30 de enero de 1933. Klaus Mann parte de Berlín por la mañana temprano, «como impulsado por un mal presentimiento». Calles vacías, ciudad dormida. «Iba a ser mi última mirada a Berlín, la despedida». Parada en Leipzig. En la estación aparece su amigo Erich Ebermayer. pálido, nervioso. «"Qué pasa?, le pregunté. Pareció sorprendido. "¿Cómo? ¿No lo sabes? El viejo lo ha nombrado hace una hora". "¿El viejo?.... ¿Ha nombrado a quién?" "A Hitler. Es canciller"».

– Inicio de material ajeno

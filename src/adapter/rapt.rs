//! RAPT Pill adapter.
//!
//! RAPT hydrometers advertise under two manufacturer ids: `16722` (`"RA"`)
//! carries the 23-byte metrics frame decoded here, `17739` (`"KE"`) carries
//! an ASCII firmware-version string. Combined with the payload's leading
//! `"PT"` the metrics frames spell out `"RAPT"` on the wire.

use crate::adapter::{Adapter, DeviceKind, NormalizedReading, PayloadBody, RawPayload};
use crate::error::AdapterError;

/// Manufacturer id of RAPT metrics frames (`"RA"` little-endian).
pub const RAPT_METRICS_COMPANY_ID: u16 = 16722;

/// Manufacturer id of RAPT firmware-version frames (`"KE"` little-endian).
pub const RAPT_VERSION_COMPANY_ID: u16 = 17739;

/// Hardware-revision beacon broadcast by newer pills; carries no metrics.
const HARDWARE_REVISION_BEACON: &[u8] = b"PTdPillG1";

/// Adapter for RAPT Pill metrics advertisements.
pub struct RaptAdapter;

impl RaptAdapter {
    /// Exact size of a metrics frame:
    /// `"PT" version:u8 mac:6 temp:u16 gravity:f32 x:i16 y:i16 z:i16 battery:i16`.
    const METRICS_SIZE: usize = 23;

    /// Payload format versions this adapter decodes.
    const SUPPORTED_VERSIONS: std::ops::RangeInclusive<u8> = 1..=2;
}

impl Adapter for RaptAdapter {
    fn kind(&self) -> DeviceKind {
        DeviceKind::Rapt
    }

    fn sniff(&self, payload: &RawPayload) -> bool {
        match &payload.body {
            PayloadBody::Manufacturer {
                company_id, data, ..
            } => {
                // The hardware-revision beacon must be ignored, not parsed;
                // declining to sniff it drops it silently at the router.
                *company_id == RAPT_METRICS_COMPANY_ID
                    && data.starts_with(b"PT")
                    && data.as_ref() != HARDWARE_REVISION_BEACON
            }
            PayloadBody::Json(_) => false,
        }
    }

    fn parse(&self, payload: &RawPayload) -> Result<NormalizedReading, AdapterError> {
        let data = match &payload.body {
            PayloadBody::Manufacturer { data, .. } => data,
            PayloadBody::Json(_) => {
                return Err(AdapterError::Malformed {
                    context: "RAPT adapter fed a JSON payload".to_string(),
                })
            }
        };

        if data.len() != Self::METRICS_SIZE {
            return Err(AdapterError::Malformed {
                context: format!(
                    "metrics frame is {} bytes (expected {})",
                    data.len(),
                    Self::METRICS_SIZE
                ),
            });
        }

        let version = data[2];
        if !Self::SUPPORTED_VERSIONS.contains(&version) {
            return Err(AdapterError::UnsupportedVersion { version });
        }

        let mac = &data[3..9];
        let device_id = mac
            .iter()
            .map(|b| format!("{b:02X}"))
            .collect::<Vec<_>>()
            .join(":");

        // All multi-byte fields are big-endian.
        let temp_raw = u16::from_be_bytes([data[9], data[10]]);
        let gravity_raw = f32::from_be_bytes([data[11], data[12], data[13], data[14]]);
        let battery_raw = i16::from_be_bytes([data[21], data[22]]);

        if !gravity_raw.is_finite() {
            return Err(AdapterError::Malformed {
                context: format!("non-finite gravity field: {gravity_raw}"),
            });
        }

        // Temperature is Kelvin scaled by 128; gravity is SG scaled by 1000;
        // battery is percent scaled by 256.
        let temperature_c = f64::from(temp_raw) / 128.0 - 273.15;
        let gravity_sg = f64::from(gravity_raw) / 1000.0;
        let battery_percent = (f64::from(battery_raw) / 256.0).round();

        Ok(NormalizedReading {
            device_id,
            kind: DeviceKind::Rapt,
            gravity_sg: Some(gravity_sg),
            temperature_c: Some(temperature_c),
            rssi: payload.rssi,
            battery_percent: Some(battery_percent),
            prefiltered_gravity: false,
            raw_blob: format!("rapt v{version} temp_raw={temp_raw} gravity_raw={gravity_raw}"),
            source: payload.source,
            observed_at: payload.observed_at,
        })
    }
}

#[cfg(test)]
mod tests {
    use super::*;
    use crate::adapter::SourceProtocol;
    use bytes::Bytes;
    use chrono::Utc;

    fn metrics_frame(version: u8, temp_c: f64, gravity_sg: f64, battery_pct: f64) -> Vec<u8> {
        let mut data = Vec::with_capacity(23);
        data.extend_from_slice(b"PT");
        data.push(version);
        data.extend_from_slice(&[0x78, 0xE3, 0x6D, 0x00, 0x11, 0x22]); // mac
        let temp_raw = ((temp_c + 273.15) * 128.0).round() as u16;
        data.extend_from_slice(&temp_raw.to_be_bytes());
        data.extend_from_slice(&((gravity_sg * 1000.0) as f32).to_be_bytes());
        data.extend_from_slice(&0i16.to_be_bytes()); // x
        data.extend_from_slice(&0i16.to_be_bytes()); // y
        data.extend_from_slice(&0i16.to_be_bytes()); // z
        data.extend_from_slice(&(((battery_pct * 256.0) as i16).to_be_bytes()));
        data
    }

    fn payload(company_id: u16, data: Vec<u8>) -> RawPayload {
        RawPayload {
            body: PayloadBody::Manufacturer {
                address: "78:E3:6D:00:11:22".to_string(),
                company_id,
                data: Bytes::from(data),
            },
            source: SourceProtocol::Ble,
            rssi: Some(-70),
            observed_at: Utc::now(),
        }
    }

    #[test]
    fn test_sniff_accepts_metrics_frame() {
        let adapter = RaptAdapter;
        let frame = metrics_frame(1, 19.0, 1.050, 87.0);
        assert!(adapter.sniff(&payload(RAPT_METRICS_COMPANY_ID, frame)));
    }

    #[test]
    fn test_sniff_ignores_hardware_revision_beacon() {
        let adapter = RaptAdapter;
        let beacon = HARDWARE_REVISION_BEACON.to_vec();
        assert!(!adapter.sniff(&payload(RAPT_METRICS_COMPANY_ID, beacon)));
    }

    #[test]
    fn test_sniff_ignores_version_company_id() {
        let adapter = RaptAdapter;
        let frame = metrics_frame(1, 19.0, 1.050, 87.0);
        assert!(!adapter.sniff(&payload(RAPT_VERSION_COMPANY_ID, frame)));
    }

    #[test]
    fn test_parse_metrics() {
        let adapter = RaptAdapter;
        let frame = metrics_frame(1, 18.5, 1.0465, 92.0);
        let reading = adapter.parse(&payload(RAPT_METRICS_COMPANY_ID, frame)).unwrap();
        assert_eq!(reading.device_id, "78:E3:6D:00:11:22");
        assert_eq!(reading.kind, DeviceKind::Rapt);
        assert!((reading.temperature_c.unwrap() - 18.5).abs() < 0.01);
        assert!((reading.gravity_sg.unwrap() - 1.0465).abs() < 1e-4);
        assert_eq!(reading.battery_percent, Some(92.0));
        assert_eq!(reading.rssi, Some(-70));
    }

    #[test]
    fn test_parse_rejects_unsupported_version() {
        let adapter = RaptAdapter;
        let frame = metrics_frame(9, 18.5, 1.0465, 92.0);
        let result = adapter.parse(&payload(RAPT_METRICS_COMPANY_ID, frame));
        assert!(matches!(
            result,
            Err(AdapterError::UnsupportedVersion { version: 9 })
        ));
    }

    #[test]
    fn test_parse_rejects_truncated_frame() {
        let adapter = RaptAdapter;
        let mut frame = metrics_frame(1, 18.5, 1.0465, 92.0);
        frame.truncate(20);
        let result = adapter.parse(&payload(RAPT_METRICS_COMPANY_ID, frame));
        assert!(matches!(result, Err(AdapterError::Malformed { .. })));
    }
}
//! BLE scanning and its development stand-ins.

pub mod scanner;

pub use scanner::{Scanner, SnapshotEntry};
impl TempController {
    /// Create a controller with the default hysteresis strategy.
    pub fn new(
        db: Arc<Database>,
        switch: Arc<dyn SwitchService>,
        hub: Arc<BroadcastHub>,
        config: Arc<ConfigStore>,
    ) -> Self {
        Self::with_strategy(db, switch, hub, config, Box::new(HysteresisStrategy))
    }

    /// Create a controller with an injected decision strategy (the MPC
    /// seam). Mutex and dwell stages are unchanged.
    pub fn with_strategy(
        db: Arc<Database>,
        switch: Arc<dyn SwitchService>,
        hub: Arc<BroadcastHub>,
        config: Arc<ConfigStore>,
        strategy: Box<dyn ControlStrategy>,
    ) -> Self {
        Self {
            db,
            switch,
            hub,
            config,
            strategy,
            states: Mutex::new(HashMap::new()),
        }
    }

    /// Run the tick loop until shutdown, then send every actuator to the
    /// safe-stop state.
    pub async fn run(self: Arc<Self>, mut shutdown: broadcast::Receiver<()>) {
        info!("temperature controller started");
        let mut ticker = tokio::time::interval(CONTROL_TICK);
        loop {
            tokio::select! {
                _ = ticker.tick() => {
                    self.tick(Utc::now()).await;
                }
                _ = shutdown.recv() => {
                    break;
                }
            }
        }
        self.safe_stop().await;
        info!("temperature controller stopped");
    }

    /// One pass over all controllable batches. Batches are processed
    /// sequentially; a failure on one is logged and isolated.
    pub async fn tick(&self, now: DateTime<Utc>) {
        // Config is re-read every tick; with the switch service disabled
        // the controller is a bystander.
        if !self.config.get().ha_enabled {
            return;
        }
        let batches = match self.db.active_control_batches().await {
            Ok(batches) => batches,
            Err(e) => {
                warn!("controller tick could not enumerate batches: {e}");
                return;
            }
        };
        let active: Vec<i64> = batches.iter().map(|b| b.id).collect();
        for batch in batches {
            if let Err(e) = self.tick_batch(&batch, now).await {
                warn!(batch_id = batch.id, "controller skipped batch: {e}");
            }
        }
        self.prune_states(&active);
    }

    /// Set a manual override; expiry is checked each tick.
    pub fn set_override(&self, batch_id: i64, override_: ControlOverride) {
        info!(
            batch_id,
            target = ?override_.target,
            force_on = override_.force_on,
            expires_at = %override_.expires_at,
            "manual override set"
        );
        self.states.lock().entry(batch_id).or_default().override_ = Some(override_);
    }

    /// Clear a manual override.
    pub fn clear_override(&self, batch_id: i64) {
        if let Some(state) = self.states.lock().get_mut(&batch_id) {
            if state.override_.take().is_some() {
                info!(batch_id, "manual override cleared");
            }
        }
    }

    /// The active override for a batch, if any.
    pub fn get_override(&self, batch_id: i64) -> Option<ControlOverride> {
        self.states.lock().get(&batch_id).and_then(|s| s.override_)
    }

    /// Best-effort OFF to both actuators of every controllable batch.
    pub async fn safe_stop(&self) {
        if !self.config.get().ha_enabled {
            return;
        }
        let batches = match self.db.active_control_batches().await {
            Ok(batches) => batches,
            Err(e) => {
                warn!("safe-stop could not enumerate batches: {e}");
                return;
            }
        };
        for batch in &batches {
            for entity in [&batch.heater_entity, &batch.cooler_entity]
                .into_iter()
                .flatten()
            {
                if let Err(e) = self.switch.set_state(entity, false).await {
                    warn!(entity, "safe-stop command failed: {e}");
                }
            }
        }
        info!("safe-stop issued for {} batches", batches.len());
    }

    async fn tick_batch(&self, batch: &Batch, now: DateTime<Utc>) -> Result<()> {
        // The enumeration query guarantees these.
        let Some(device_id) = batch.device_id.as_deref() else {
            return Ok(());
        };
        let Some(target) = batch.temp_target else {
            return Ok(());
        };
        let hysteresis = batch.temp_hysteresis.unwrap_or(DEFAULT_HYSTERESIS);

        // 1. Staleness gate.
        let latest = self.db.latest_valid_reading(device_id).await?;
        let Some(reading) = latest else {
            debug!(batch_id = batch.id, "no readings yet; skipping");
            return Ok(());
        };
        let Some(temp_c) = reading.temperature_filtered else {
            debug!(batch_id = batch.id, "no filtered temperature; skipping");
            return Ok(());
        };
        if now - reading.timestamp > STALE_AFTER {
            warn!(
                batch_id = batch.id,
                age_secs = (now - reading.timestamp).num_seconds(),
                "latest temperature too stale; skipping control decision"
            );
            return Ok(());
        }

        self.seed_actuator_states(batch).await;

        // 2. Override, with expiry check.
        let override_ = {
            let mut states = self.states.lock();
            let state = states.entry(batch.id).or_default();
            if let Some(o) = state.override_ {
                if now >= o.expires_at {
                    info!(batch_id = batch.id, "override expired");
                    state.override_ = None;
                    None
                } else {
                    Some(o)
                }
            } else {
                None
            }
        };

        let (heater_state, cooler_state) = {
            let states = self.states.lock();
            states
                .get(&batch.id)
                .map(|s| (s.heater, s.cooler))
                .unwrap_or_default()
        };

        let (heater_next, cooler_next) = match override_ {
            // An override goes straight to apply: the operator's forced
            // state for the target, the other actuator off.
            Some(o) => {
                let forced = if o.force_on {
                    SwitchState::On
                } else {
                    SwitchState::Off
                };
                match o.target {
                    ActuatorTarget::Heater => (forced, SwitchState::Off),
                    ActuatorTarget::Cooler => (SwitchState::Off, forced),
                }
            }
            None => {
                // 3. Delegate the decision to the configured strategy.
                let history = self
                    .db
                    .recent_batch_readings(batch.id, STRATEGY_HISTORY)
                    .await?;
                let ambient = self.hub.latest_ambient().map(|(t, _)| t);
                let (mut heater_desire, mut cooler_desire) = self
                    .strategy
                    .decide(&history, temp_c, target, hysteresis, ambient);

                // 4. Mutex on the raw desires. Impossible from hysteresis
                // with h > 0, but the strategy is pluggable.
                if heater_desire == Desire::On && cooler_desire == Desire::On {
                    warn!(
                        batch_id = batch.id,
                        "strategy asked for heater and cooler simultaneously; forcing both off"
                    );
                    heater_desire = Desire::Off;
                    cooler_desire = Desire::Off;
                }

                // 5. Dwell, bypassed on runaway.
                let runaway = (temp_c - target).abs() > 2.0 * hysteresis;
                let heater_next =
                    Self::resolve(heater_state, heater_desire, now, runaway, batch.id, "heater");
                let cooler_next =
                    Self::resolve(cooler_state, cooler_desire, now, runaway, batch.id, "cooler");

                // Post-dwell mutex: if suppression left one actuator on,
                // the other may not turn on this tick.
                if heater_next == SwitchState::On && cooler_next == SwitchState::On {
                    if heater_state.state == SwitchState::On {
                        debug!(batch_id = batch.id, "cooler start deferred while heater dwells");
                        (SwitchState::On, cooler_state.state)
                    } else {
                        debug!(batch_id = batch.id, "heater start deferred while cooler dwells");
                        (heater_state.state, SwitchState::On)
                    }
                } else {
                    (heater_next, cooler_next)
                }
            }
        };

        // 6-7. Apply offs before ons so the wire never sees both on, then
        // record successful transitions.
        if heater_next != SwitchState::On {
            self.apply(batch, ActuatorTarget::Heater, heater_next, heater_state, now)
                .await;
        }
        if cooler_next != SwitchState::On {
            self.apply(batch, ActuatorTarget::Cooler, cooler_next, cooler_state, now)
                .await;
        }
        if heater_next == SwitchState::On {
            self.apply(batch, ActuatorTarget::Heater, heater_next, heater_state, now)
                .await;
        }
        if cooler_next == SwitchState::On {
            self.apply(batch, ActuatorTarget::Cooler, cooler_next, cooler_state, now)
                .await;
        }

        Ok(())
    }

    /// Fold a desire into the actuator's next state, honoring dwell.
    fn resolve(
        record: CommandRecord,
        desire: Desire,
        now: DateTime<Utc>,
        runaway: bool,
        batch_id: i64,
        name: &str,
    ) -> SwitchState {
        let wanted = match desire {
            Desire::On => SwitchState::On,
            Desire::Off => SwitchState::Off,
            Desire::Unchanged => return record.state,
        };
        if wanted == record.state {
            return record.state;
        }
        // A transition out of Unknown has no dwell basis.
        if record.state != SwitchState::Unknown {
            if let Some(changed_at) = record.last_transition_at {
                if now - changed_at < DWELL && !runaway {
                    debug!(
                        batch_id,
                        actuator = name,
                        since_secs = (now - changed_at).num_seconds(),
                        "transition suppressed by dwell"
                    );
                    return record.state;
                }
            }
        }
        wanted
    }

    /// Send the command if the state changes; record only on success.
    async fn apply(
        &self,
        batch: &Batch,
        target: ActuatorTarget,
        next: SwitchState,
        current: CommandRecord,
        now: DateTime<Utc>,
    ) {
        if next == current.state || next == SwitchState::Unknown {
            return;
        }
        let entity = match target {
            ActuatorTarget::Heater => batch.heater_entity.as_deref(),
            ActuatorTarget::Cooler => batch.cooler_entity.as_deref(),
        };
        let Some(entity) = entity else {
            return;
        };

        match self.switch.set_state(entity, next == SwitchState::On).await {
            Ok(()) => {
                info!(batch_id = batch.id, entity, state = %next, "actuator commanded");
                let mut states = self.states.lock();
                let state = states.entry(batch.id).or_default();
                let record = match target {
                    ActuatorTarget::Heater => &mut state.heater,
                    ActuatorTarget::Cooler => &mut state.cooler,
                };
                record.state = next;
                record.last_transition_at = Some(now);
                drop(states);
                self.hub
                    .publish_actuator_state(batch.id, entity, next.as_str(), now);
            }
            Err(e) => {
                // Transient by policy: state is untouched and the next tick
                // retries.
                warn!(batch_id = batch.id, entity, "switch command failed: {e}");
            }
        }
    }

    /// Replace Unknown actuator states with a first successful read from
    /// the switch service.
    async fn seed_actuator_states(&self, batch: &Batch) {
        let needs_seed = {
            let states = self.states.lock();
            match states.get(&batch.id) {
                Some(s) => {
                    s.heater.state == SwitchState::Unknown
                        || s.cooler.state == SwitchState::Unknown
                }
                None => true,
            }
        };
        if !needs_seed {
            return;
        }
        let heater = match &batch.heater_entity {
            Some(entity) => self.switch.get_state(entity).await.ok(),
            None => None,
        };
        let cooler = match &batch.cooler_entity {
            Some(entity) => self.switch.get_state(entity).await.ok(),
            None => None,
        };
        let mut states = self.states.lock();
        let state = states.entry(batch.id).or_default();
        if state.heater.state == SwitchState::Unknown {
            if let Some(s) = heater {
                state.heater.state = s;
            }
        }
        if state.cooler.state == SwitchState::Unknown {
            if let Some(s) = cooler {
                state.cooler.state = s;
            }
        }
    }

    /// Drop state for batches that left the controllable set.
    fn prune_states(&self, active: &[i64]) {
        self.states.lock().retain(|id, _| active.contains(id));
    }

    /// Commanded states as seen by the controller, for the status API.
    pub fn actuator_states(&self, batch_id: i64) -> (SwitchState, SwitchState) {
        let states = self.states.lock();
        match states.get(&batch_id) {
            Some(s) => (s.heater.state, s.cooler.state),
            None => (SwitchState::Unknown, SwitchState::Unknown),
        }
    }
}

20 de marzo de 1933. Benjamín le cuenta a Scholem que el impulso último para abandonar Alemania le vino de la «simultaneidad casi matemática con que prácticamente todas las editoriales con las que estaba en contacto han devuelto los manuscritos, interrumpiendo las negociaciones en curso y casi listas para la conclusión». Alemania se había convertido en el país «en que, al mirar a cualquiera, los ojos se fijan en las solapas de la chaqueta, prefiriendo no mirar ya nadie a la cara».
Verano de 1941. Hans Carossa: «A partir del verano de 1942 circularon de boca en boca extrañas voces, a las que al principio nadie daba crédito pero poco a poco se vieron confirmadas: el gran poseído había decidido matar a los pobres pequeños locos. Esta vez no dudé de la exactitud de lo que oía decir: ciertos problemas de aritmética que estaban en el nuevo libro de nuestra hija pequeña me habían puesto en disposición. "Un enfermo mental˝, decía, "le cuesta al Estado cada año una suma tal: ¿cuánto cuestan tres enfermos mentales? ? Cuánto cuestan treinta? Etc.»
5 de septiembre de 1944. En sus peregrinaciones alemanas, junto a su mujer Lucette, al gato Bébert y a su amigo Le Vigan, Céline llega a Berlín desde Baden-Baden y escribe a Paul Bonny: «Después de nuestra partida de Baño Baño hemos vivido una pesadilla, no bombardeos sino visiones. ¡Que pesadilla! Berlín embrujada hasta el suicidio. El lugar es irresistible. Cualquier cementerio, después de todo, es un lugar ameno, una carcajada en comparación con este horror increíble.»